Copper Distributed Data Interface (CDDI)• Copper Distributed Data Interface (CDDI) is the implementation of FDDI protocols over twisted-pair copper wire. Like FDDI, CDDI provides data rates of 100 Mbps and uses dual-ring architecture to provide redundancy. CDDI supports distances of about 100 meters from desktop to concentrator.• CDDI is defined by the ANSI X3T9.5 Committee. The CDDI standard is officially named the Twisted-Pair Physical Medium-Dependent (TP-PMD) standard. It is also referred to as the Twisted-Pair Distributed Data Interface (TP-DDI), consistent with the term Fiber Distributed Data Interface (FDDI). CDDI is consistent with the physical and media- access control layers defined by the ANSI standard.

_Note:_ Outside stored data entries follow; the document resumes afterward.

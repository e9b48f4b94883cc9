//! Auth- und Profil-Endpoints
//!
//! Login/Signup/Logout laufen direkt über das Backend (ohne Bearer Token),
//! Profil-Requests über den `AuthenticatedChannel`.

use super::channel::{ApiRequest, AuthError, AuthenticatedChannel, HttpBackend};
use crate::identity::IdentityStore;
use serde::{Deserialize, Serialize};
use std::sync::Arc;
use url::Url;

pub const LOGIN_PATH: &str = "/api/auth/login";
pub const SIGNUP_PATH: &str = "/api/auth/signup";
pub const LOGOUT_PATH: &str = "/api/auth/logout";
pub const USER_PATH: &str = "/api/user";

/// Titel der manuellen Eingabe in der Namensauswahl
pub const MANUAL_NAME_TITLE: &str = "Enter name";

/// Absolute URL eines API-Pfads
pub fn endpoint(server: &Url, path: &str) -> Result<String, AuthError> {
    server
        .join(path)
        .map(|url| url.to_string())
        .map_err(|e| AuthError::Http(format!("invalid endpoint {}: {}", path, e)))
}

// ============================================================================
// TYPES
// ============================================================================

#[derive(Serialize)]
struct Credentials<'a> {
    identifier: &'a str,
    password: &'a str,
}

#[derive(Deserialize)]
#[serde(rename_all = "camelCase")]
struct LoginResponse {
    access_token: String,
}

#[derive(Deserialize)]
#[serde(rename_all = "camelCase")]
struct SignupResponse {
    user_id: String,
}

/// Profil des eingeloggten Users
///
/// Leere Strings bedeuten "nicht gesetzt", beim PATCH lässt der Server sie
/// unverändert.
#[derive(Debug, Clone, Default, PartialEq, Eq, Serialize, Deserialize)]
#[serde(rename_all = "camelCase", default)]
pub struct UserProfile {
    #[serde(skip_serializing_if = "String::is_empty")]
    pub user_id: String,
    pub name: String,
    pub email: String,
    pub phone: String,
}

/// Ein Eintrag der Namensauswahl vor dem Beitritt
#[derive(Debug, Clone, PartialEq, Eq)]
pub struct DisplayNameVariant {
    pub title: String,
    /// `None` = Name wird manuell eingegeben
    pub value: Option<String>,
}

/// Namensvorschläge aus dem Profil
pub fn display_name_variants(profile: Option<&UserProfile>) -> Vec<DisplayNameVariant> {
    let mut variants = vec![DisplayNameVariant {
        title: MANUAL_NAME_TITLE.to_string(),
        value: None,
    }];

    let Some(profile) = profile else {
        return variants;
    };

    if !profile.name.is_empty() {
        variants.push(DisplayNameVariant {
            title: profile.name.clone(),
            value: Some(profile.name.clone()),
        });
    }
    if !profile.email.is_empty() {
        variants.push(DisplayNameVariant {
            title: format!("Email {}", profile.email),
            value: Some(profile.email.clone()),
        });
    }
    if !profile.phone.is_empty() {
        variants.push(DisplayNameVariant {
            title: format!("Tel {}", profile.phone),
            value: Some(profile.phone.clone()),
        });
    }
    variants
}

// ============================================================================
// AUTH API
// ============================================================================

/// Login, Signup, Logout
pub struct AuthApi<B> {
    backend: Arc<B>,
    identity: IdentityStore,
    server: Url,
}

impl<B: HttpBackend> AuthApi<B> {
    pub fn new(backend: Arc<B>, identity: IdentityStore, server: Url) -> Self {
        Self {
            backend,
            identity,
            server,
        }
    }

    /// Meldet an und speichert Token + Identifier
    pub async fn login(&self, identifier: &str, password: &str) -> Result<(), AuthError> {
        let request = ApiRequest::post(endpoint(&self.server, LOGIN_PATH)?)
            .json(&Credentials { identifier, password })?;

        let response = self.backend.execute(request).await?.error_for_status()?;
        let body: LoginResponse = response.json()?;

        self.identity.sign_in(&body.access_token, identifier)?;
        tracing::info!("Logged in as {}", identifier);
        Ok(())
    }

    /// Legt einen Account an, gibt die neue userId zurück
    pub async fn signup(&self, identifier: &str, password: &str) -> Result<String, AuthError> {
        let request = ApiRequest::post(endpoint(&self.server, SIGNUP_PATH)?)
            .json(&Credentials { identifier, password })?;

        let response = self.backend.execute(request).await?.error_for_status()?;
        let body: SignupResponse = response.json()?;

        tracing::info!("Created user {}", body.user_id);
        Ok(body.user_id)
    }

    /// Meldet ab, die lokale Identität wird in jedem Fall verworfen
    pub async fn logout(&self) -> Result<(), AuthError> {
        let result = match endpoint(&self.server, LOGOUT_PATH) {
            Ok(url) => self
                .backend
                .execute(ApiRequest::post(url))
                .await
                .and_then(|response| response.error_for_status()),
            Err(e) => Err(e),
        };

        self.identity.downgrade_to_anonymous()?;
        self.identity.set_display_name(None);

        if let Err(e) = &result {
            tracing::warn!("Logout request failed: {}", e);
        }
        result.map(|_| ())
    }
}

// ============================================================================
// PROFILE API
// ============================================================================

/// `GET/PATCH /api/user` über den Authenticated Channel
pub struct ProfileApi<B> {
    channel: AuthenticatedChannel<B>,
    server: Url,
}

impl<B: HttpBackend> ProfileApi<B> {
    pub fn new(channel: AuthenticatedChannel<B>, server: Url) -> Self {
        Self { channel, server }
    }

    pub async fn get(&self) -> Result<UserProfile, AuthError> {
        let request = ApiRequest::get(endpoint(&self.server, USER_PATH)?);
        self.channel.send(request).await?.error_for_status()?.json()
    }

    /// Überträgt nur die gesetzten Felder, gibt das gespeicherte Profil zurück
    pub async fn update(&self, changes: &UserProfile) -> Result<UserProfile, AuthError> {
        let request = ApiRequest::patch(endpoint(&self.server, USER_PATH)?).json(changes)?;
        let profile: UserProfile = self.channel.send(request).await?.error_for_status()?.json()?;

        tracing::info!("Profile of {} updated", profile.user_id);
        Ok(profile)
    }
}

// ============================================================================
// TESTS
// ============================================================================
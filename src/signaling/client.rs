//! WebSocket Client für den Raum-Relay
//!
//! Eine Verbindung pro Raumbeitritt:
//! - URL `ws(s)://<host>/api/room/ws?roomId=<id>&shownName=<name>`
//! - Lokale Medien werden vor "ready" beschafft
//! - Eingehende Frames werden in Empfangsreihenfolge weitergereicht
//! - Ausgehende Frames laufen über einen Writer-Task

use super::messages::SignalMessage;
use crate::media::{LocalMedia, MediaAcquirer, MediaError, MediaSource};
use futures::{SinkExt, StreamExt};
use parking_lot::RwLock;
use std::sync::Arc;
use thiserror::Error;
use tokio::sync::mpsc;
use tokio::task::JoinHandle;
use tokio_tungstenite::{connect_async, tungstenite::Message};
use url::Url;

/// Pfad des Raum-WebSockets auf dem Relay
pub const ROOM_WS_PATH: &str = "/api/room/ws";

const INBOUND_BUFFER: usize = 100;
const OUTBOUND_BUFFER: usize = 100;

// ============================================================================
// ERROR TYPES
// ============================================================================

#[derive(Error, Debug, Clone, PartialEq, Eq)]
pub enum SignalingError {
    #[error("WebSocket connection failed: {0}")]
    ConnectionFailed(String),

    #[error("Invalid relay URL: {0}")]
    InvalidUrl(String),

    #[error("Not connected to room relay")]
    NotConnected,

    #[error("Failed to send message: {0}")]
    SendFailed(String),

    #[error("Invalid signaling frame: {0}")]
    InvalidFrame(String),

    #[error("Local media unavailable: {0}")]
    MediaUnavailable(#[from] MediaError),

    #[error("Room relay closed the connection")]
    TransportClosed,
}

// ============================================================================
// SOCKET EVENTS
// ============================================================================

/// Events vom Raum-Socket (onMessage / onClose)
#[derive(Debug, Clone, PartialEq, Eq)]
pub enum SocketEvent {
    /// Nachricht vom Relay
    Message(SignalMessage),

    /// Verbindung getrennt (Server, Netzwerk oder Fehler)
    Closed,
}

#[derive(Debug)]
pub(crate) enum Outbound {
    Frame(String),
    Close,
}

// ============================================================================
// SOCKET STATE
// ============================================================================

#[derive(Debug, Clone, Default)]
struct SocketState {
    is_connected: bool,
    frames_sent: u64,
    frames_received: u64,
}

// ============================================================================
// SIGNAL SENDER
// ============================================================================

/// Klonbarer Sender für ausgehende Frames
///
/// Nach dem Schließen des Sockets schlägt jedes `send` mit
/// `NotConnected` fehl, es werden keine Frames mehr geschrieben.
#[derive(Clone)]
pub struct SignalSender {
    tx: mpsc::Sender<Outbound>,
    state: Arc<RwLock<SocketState>>,
}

CDDI TP-PMD and FDDI Specifications Adhere to Different Standards
Integrated Services Digital Network (ISDN)• ISDN is a digital service that can use asynchronous or, more commonly, synchronous transmission. ISDN can transmit data, voice, and video over existing copper phone lines.• Instead of leasing a dedicated line for high-speed digital transmission, ISDN offers the option of dialup connectivity— incurring charges only when the line is active.• ISDN provides a high-bandwidth, cost-effective solution for companies requiring light or sporadic high-speed access to either a central or branch office.• ISDN can transmit data, voice, and video over existing copper phone lines. Instead of leasing a dedicated line for high-speed digital transmission, ISDN offers the option of dialup connectivity —incurring charges only when the line is active.
ISDN – BRI and PRI• ISDN comes in two flavors, Basic Rate Interface (BRI) and Primary Rate Interface (PRI).• BRI provides two “B” or bearer channels of 64 Kbps each and one additional signaling channel called the “D” or delta channel. While it requires only one physical connection, ISDN provides two channels that remote telecommuters use to connect to the company network.• PRI provides up to 23 bearer channels of 64 Kbps each and one D channel for signaling. That’s 23 channels but with only one physical connection, which makes it an elegant solution- there’s no wiring mess (PRI service typically provides 30 bearer channels outside the U.S. and Canada). You’ll want to use PRI at your central site if you plan to have many ISDN dial-in clients.
SONET/SDH• SONET/SDH are point-to-point synchronous networks that use TDM multiplexing across a ring or mesh physical topology. These provide the Physical layer foundation for FDDI, SMDS, and ATM implementations.• SONET/SDH are true optical implementations. They take advantage of the bandwidth and high reliability of the fiber optic medium. Because they are typically WAN standards, SONET/SDH use point-to-point connection types. The point-to-point architecture makes the standards ideal for high and centralized systems or WAN backbones.